For this purpose, I chose the DAXPY loop as reference.
#pragma omp parallel for schedule(static)
for (auto i1 = std::size_t{}; i1 < tens_a_->get_n1(); ++i1)
{
auto* slice_a = reinterpret_cast<double*>(tens_a_->get_slice_data(i1));
auto* slice_b = reinterpret_cast<double*>(tens_b_->get_slice_data(i1));
const auto slice_size = 2 * tens_a_->get_slice_size(); // 2 doubles for a complex
#pragma omp simd safelen(8)
for (auto index = std::size_t{}; index < slice_size; ++index)
{
slice_b[index] += lambda_ * slice_a[index]; // fp_count: 2, traffic: 2+1
}
}
Also, I used a simple copy kernel as a second reference.
#pragma omp parallel for schedule(static)
for (auto i1 = std::size_t{}; i1 < tens_a_->get_n1(); ++i1)
{
const auto* op1_begin = reinterpret_cast<double*>(tens_a_->get_slice_data(index));
const auto* op1_end = op1_begin + 2 * tens_a_->get_slice_size(); // 2 doubles in a complex
auto* op2_iter = reinterpret_cast<double*>(tens_b_->get_slice_data(index));
#pragma omp simd safelen(8)
for (auto* iter = op1_begin; iter != op1_end; ++iter, ++op2_iter)
{
*op2_iter = *iter;
}
}
Hardware:
Intel(R) Xeon(X) Platinum 8168 (Skylake) with 24 cores # 2.70 GHz and L1, L2 and L3 caches sized 32 kB, 1 MB and 33 MB respectively.

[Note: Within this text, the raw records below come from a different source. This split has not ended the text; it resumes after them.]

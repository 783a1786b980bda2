//! Simulation constants and tuning defaults.
//!
//! Values that designers tune per build live in `CombatConfig`; these are
//! its defaults plus the structural constants that never change at runtime.

/// Default frame step for the built-in clock (ms), about 60 frames a second.
pub const FRAME_MS: u64 = 16;

// --- Playfield ---

/// Playfield width in pixels.
pub const WIDTH: f32 = 1200.0;

/// Playfield height in pixels.
pub const HEIGHT: f32 = 800.0;

/// Hostiles further than this past any edge are culled without score.
pub const OFFSCREEN_MARGIN: f32 = 200.0;

// --- Projectiles ---

/// Projectile speed along its heading (pixels per frame).
pub const PROJECTILE_SPEED: f32 = 10.0;

/// Per-frame decay applied to velocity inherited from the shooter.
pub const PROJECTILE_FRICTION: f32 = 0.012;

/// Hard cap on projectile speed (pixels per frame).
pub const PROJECTILE_MAX_SPEED: f32 = 20.0;

/// Base blaster sprite size before the shooter's projectile scale.
pub const BLASTER_WIDTH: f32 = 90.0;
pub const BLASTER_HEIGHT: f32 = 40.0;

/// Vertical distance between the two barrels of a double shot.
pub const DOUBLE_SHOT_SPREAD: f32 = 30.0;

// --- Combat stat defaults ---

pub const DEFAULT_FIRE_RATE_MS: u32 = 250;
pub const DEFAULT_ATTACK: i32 = 2;

/// Player ship.
pub const PLAYER_HEALTH: i32 = 100;
pub const PLAYER_ATTACK: i32 = 10;
pub const PLAYER_FIRE_RATE_MS: u32 = 250;
pub const PLAYER_SIZE: (u32, u32) = (80, 50);
pub const PLAYER_SPAWN: (f32, f32) = (150.0, HEIGHT / 2.0);

/// Hostile fighter.
pub const FIGHTER_HEALTH: i32 = 200;
pub const FIGHTER_ATTACK: i32 = 5;
pub const FIGHTER_FIRE_RATE_MS: u32 = 900;
pub const FIGHTER_POINTS: u32 = 100;
pub const FIGHTER_SIZE: (u32, u32) = (90, 60);

/// Hostile structure.
pub const STRUCTURE_HEALTH: i32 = 250;
pub const STRUCTURE_ARMOR: i32 = 2;
pub const STRUCTURE_ATTACK: i32 = 8;
pub const STRUCTURE_FIRE_RATE_MS: u32 = 1500;
pub const STRUCTURE_POINTS: u32 = 300;
pub const STRUCTURE_SIZE: (u32, u32) = (160, 220);

/// Drifting mine.
pub const MINE_HEALTH: i32 = 20;
pub const MINE_POINTS: u32 = 25;
pub const MINE_SIZE: (u32, u32) = (40, 40);

/// Flat damage a mine deals on contact.
pub const MINE_CONTACT_DAMAGE: i32 = 20;

// --- Power-ups ---

/// Power-up sprite size on screen.
pub const POWERUP_SIZE: (u32, u32) = (35, 35);

/// Safe spawn region for power-ups (inclusive, pixels), both axes.
pub const POWERUP_SPAWN_MIN: f32 = 200.0;
pub const POWERUP_SPAWN_MAX: f32 = 700.0;

/// Maximum armor reachable through armor-boost pickups.
pub const MAX_ARMOR: i32 = 4;

pub const HEAL_SOFT_AMOUNT: i32 = 20;
pub const HEAL_FULL_AMOUNT: i32 = 100;
pub const ARMOR_BOOST_STEP: i32 = 1;
pub const DAMAGE_BOOST_STEP: i32 = 1;

pub const DOUBLE_SHOT_DURATION_MS: u64 = 10_000;
pub const IMMUNITY_DURATION_MS: u64 = 5_000;
pub const RAPID_FIRE_DURATION_MS: u64 = 10_000;

/// Fire rate kept while rapid fire is active, as a percentage.
pub const RAPID_FIRE_PERCENT: i32 = 50;

/// How long the pickup banner stays on screen.
pub const PICKUP_BANNER_MS: u64 = 5_000;

// --- Drops ---

/// Drop chance at difficulty 1.
pub const DROP_BASE_RATE: f64 = 0.10;

/// Extra drop chance per difficulty step above 1.
pub const DROP_DIFFICULTY_SCALING: f64 = 0.05;

/// Default drop weights, in `PowerUpKind::ALL` order.
pub const DROP_WEIGHTS: [u32; 8] = [15, 5, 3, 7, 3, 3, 10, 10];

Memory of 48 GiB # 2666 MHz. Intel Advisor's roof-line view says memory BW is 115 GB/s.
Benchmarking: 20 warm-up runs, 100 timed experiments, each with newly allocated data "touched" such that page-faults will not be measured.
Compiler and flags:
Intel compiler from OneAPI 2022.1.0, optimization flags -O3;-ffast-math;-march=native;-qopt-zmm-usage=high.

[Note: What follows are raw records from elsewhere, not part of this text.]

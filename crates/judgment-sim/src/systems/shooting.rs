//! Shooting: fire-rate gating, double shot, and hostile gunners.

use glam::Vec2;
use hecs::{Entity, World};
use tracing::trace;

use judgment_core::components::*;
use judgment_core::constants::DOUBLE_SHOT_SPREAD;
use judgment_core::enums::BlasterSkin;
use judgment_core::events::CombatEvent;
use judgment_core::types::{Position, Velocity};

use crate::context::FrameContext;
use crate::systems::destruction;
use crate::world_setup::{self, Muzzle};

/// Point on the hitbox edge in the direction of `angle`. For angle 0 this
/// is the middle of the right edge.
pub fn leading_edge(pos: Position, hitbox: &Hitbox, angle: f32) -> Position {
    let dir = Vec2::from_angle(angle) * Vec2::new(1.0, -1.0);
    let half = Vec2::new(hitbox.width(), hitbox.height()) / 2.0;
    Position::from_vec2(pos.to_vec2() + dir * half)
}

/// Whether a shooter may fire at `now_ms`. The full cooldown has to be
/// exceeded, not just reached. A shooter that never fired may fire.
pub fn cooldown_elapsed(shooter: &Shooter, fire_rate: u32, now_ms: u64) -> bool {
    match shooter.last_shot_ms {
        Some(last) => now_ms.saturating_sub(last) > u64::from(fire_rate),
        None => true,
    }
}

/// Try to fire from `shooter` toward `angle`. Spawns one projectile, or two
/// stacked vertically around the spawn point with double shot. Returns the
/// number of projectiles spawned (0 while cooling down).
pub fn attempt_shot(
    world: &mut World,
    ctx: &mut FrameContext,
    shooter: Entity,
    angle: f32,
    spawn_point: Option<Position>,
) -> u32 {
    if destruction::is_gone(world, shooter) {
        return 0;
    }

    let Ok((id, stats, pos, velocity, hitbox, cooldown)) = world.query_one_mut::<(
        &EntityId,
        &CombatStats,
        &Position,
        Option<&Velocity>,
        &Hitbox,
        &mut Shooter,
    )>(shooter) else {
        return 0;
    };

    if !cooldown_elapsed(cooldown, stats.fire_rate, ctx.now_ms) {
        return 0;
    }
    cooldown.last_shot_ms = Some(ctx.now_ms);

    let origin = spawn_point.unwrap_or_else(|| leading_edge(*pos, hitbox, angle));
    let muzzle = Muzzle {
        owner: *id,
        damage: stats.attack,
        penetration: stats.penetration,
        faction: stats.faction,
        class: stats.class,
        skin: if stats.double_shot {
            BlasterSkin::Purple
        } else {
            stats.class.projectile_skin()
        },
        inherited: velocity.copied().unwrap_or_default(),
    };
    let half_spread = DOUBLE_SHOT_SPREAD / 2.0;
    let offsets = if stats.double_shot {
        vec![-half_spread, half_spread]
    } else {
        vec![0.0]
    };

    for &dy in &offsets {
        let at = Position::new(origin.x, origin.y + dy);
        world_setup::spawn_projectile(world, ctx.ids, muzzle, at, angle);
    }

    let count = offsets.len() as u32;
    trace!(shooter = muzzle.owner.0, count, "shot fired");
    ctx.events.push(CombatEvent::ShotFired {
        shooter: muzzle.owner,
        faction: muzzle.faction,
        count,
    });
    count
}

/// Every live gunner tries to fire along its fixed angle.
pub fn run_gunners(world: &mut World, ctx: &mut FrameContext) {
    let mut gunners: Vec<(EntityId, Entity, f32)> = {
        let mut query = world.query::<(&EntityId, &Gunner, Option<&Dead>)>();
        query
            .iter()
            .filter(|(_, (_, _, dead))| dead.is_none())
            .map(|(entity, (id, gunner, _))| (*id, entity, gunner.angle))
            .collect()
    };
    gunners.sort_by_key(|(id, _, _)| *id);

    for (_, entity, angle) in gunners {
        attempt_shot(world, ctx, entity, angle, None);
    }
}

Results (sizes assumed to be adequately large):
Using 24 threads pinned on 24 cores (total size of both tensors ~10 GiB):
DAXPY 102 GB/s
Copy 101 GB/s
naive transpose 91 GB/s
optimized transpose 93 GB/s
Using 1 thread pinned on a single core (total size of both tensors ~10 GiB):
DAXPY 20 GB/s
Copy 20 GB/s
naive transpose 9.3 GB/s
optimized transpose 9.3 GB/s
Questions:
Why is my naive transpose function performing so well?
Why is the difference in performance between reference and transpose functions so high when using only 1 thread?
I'm glad to receive any kind of input for any of the above questions. Also, I will gladly provide additional information when required. Unfortunately, I cannot provide a minimum reproducer because of the size and complexity of each benchmark program. Thank you very much for you time and help in advance!
Updates:
Could it be that the Intel compiler performed loop-blocking for the naive transpose function as optimization?

Is the above-mentioned assumption valid? [asked before the edit]
Not really.
Transpositions of large arrays tends not to saturate the bandwidth of the RAM on some platforms. This can be due to cache effects like cache trashing. For more information about this, you can read this post for example. In your specific case, things works quite well though (see below).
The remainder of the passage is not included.